Klar ist, und das muß bedacht werden, daß die nachfolgenden Gedanken hier unter dem Vorbehalt stehen, daß hinsichtlich der weltweiten Wirtschafts- und Finanzkrise sowie dem damit einhergehenden Zerfall und der ursprünglichen Akkumulation in der ehemaligen Sowjetunion sich auch nicht die geringste Vorhersage treffen läßt, welche Rückwirkungen das unter Umständen hier haben kann. Sicher wäre in diesem wirklichen verflucht komplizierten Zusammenhängen nur, daß die Auseinandersetzungen hier andere werden, wenn sich die Bundesregierung dazu entschliessen sollte Bundeswehrsoldaten in Sachen NATO-Kampfeinsatz in den irr kichernden Bosnien-Bürgerkrieg zu schicken. Und das gilt in besonderer Weise für die Grünen, die sich dann offen in die zur Kriegspartei transformierte BRD einreihen.
Die alt gewordene Autonomen-Generation ist von den Grünen-Funktionären historisch nur den Schlag einer Wimper entfernt. Die Grüne Partei war einmal der legale Arm aller möglicher Bewegungen.

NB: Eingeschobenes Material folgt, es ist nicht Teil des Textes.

//! Model-View-Intent (MVI) primitives shared by every store.
//!
//! This module provides the base traits for unidirectional data flow.
//!
//! # Architecture
//!
//! ```text
//! Intent ──→ Reducer ──→ Draft ──→ State ──→ Subscribers
//!    ↑                                           │
//!    └───────────────────────────────────────────┘
//! ```
//!
//! - **State**: Immutable snapshot owned by a [`Store`](crate::store::Store)
//! - **Intent**: Atomic state transition requested by a consumer
//! - **Reducer**: Applies an intent to a mutable draft of the state

mod intent;
mod reducer;
mod state;

pub use intent::Intent;
pub use reducer::Reducer;
pub use state::StoreState;
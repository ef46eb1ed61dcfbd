use tracing_subscriber::fmt::time::UtcTime;
use tracing_subscriber::EnvFilter;
use tracing_subscriber::{fmt, layer::SubscriberExt, util::SubscriberInitExt};

/// Initialize tracing on stderr.
///
/// `RUST_LOG` wins when set. Otherwise the level is `info`, raised to `debug`
/// for this crate when `verbose` is on. Stdout stays reserved for command
/// output.
pub fn init_tracing(verbose: bool) {
    let fallback = if verbose { "info,reduxlite=debug" } else { "info" };
    let filter = EnvFilter::try_from_default_env().unwrap_or_else(|_| EnvFilter::new(fallback));

    let stderr_layer = fmt::layer()
        .with_writer(std::io::stderr)
        .with_timer(UtcTime::rfc_3339())
        .with_target(true)
        .with_level(true);

    // A second init (tests, embedding) keeps the first subscriber.
    let _ = tracing_subscriber::registry()
        .with(filter)
        .with(stderr_layer)
        .try_init();
}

In einer umgekehrten Betrachtungsweise war die autonome Bewegung schon länger der äußerst ungeliebte illegale Arm der Grünen, die nun auch noch zur Regierungspartei geworden sind. Was macht man jetzt daraus. Alles was jetzt (nicht) passiert, passiert durch uns oder eben gar nicht. In den Koalitionsvereinbarungen zwischen der SPD und den Grünen sind eine Reihe guter Absichten aufgeschrieben worden, die natürlich, was ihre Umsetzung angeht, völlig diffus gehalten sind. Wenn es keinen Druck oder eher Gegendruck aus der Gesellschaft in diese Richtung gibt, wird mit diesen Absichten überhaupt nichts passieren. Über die Realisierung dieser Versprechen wird wahrscheinlich im Verlaufe des nächsten Jahres gestritten. Spätestens dann wäre es richtig, sich irgendwie einzumischen. Dabei muß es zunächst einmal nicht von vornherein verwerflich sein, für einen kurzen historischen Moment der nützliche Idiot für ein paar von den Grünen proklamierte Ziele zu sein. Und doch wäre die Idioten-Rolle, die immer zunächst denen zukommt, die gegen die Macht aus der Minderheit heraus kämpfen, etwas anderes als die Rolle das Gewissen der Grünen Partei, die immer mal wieder von Parteitage besuchenden AKW-Gegnern probiert worden ist.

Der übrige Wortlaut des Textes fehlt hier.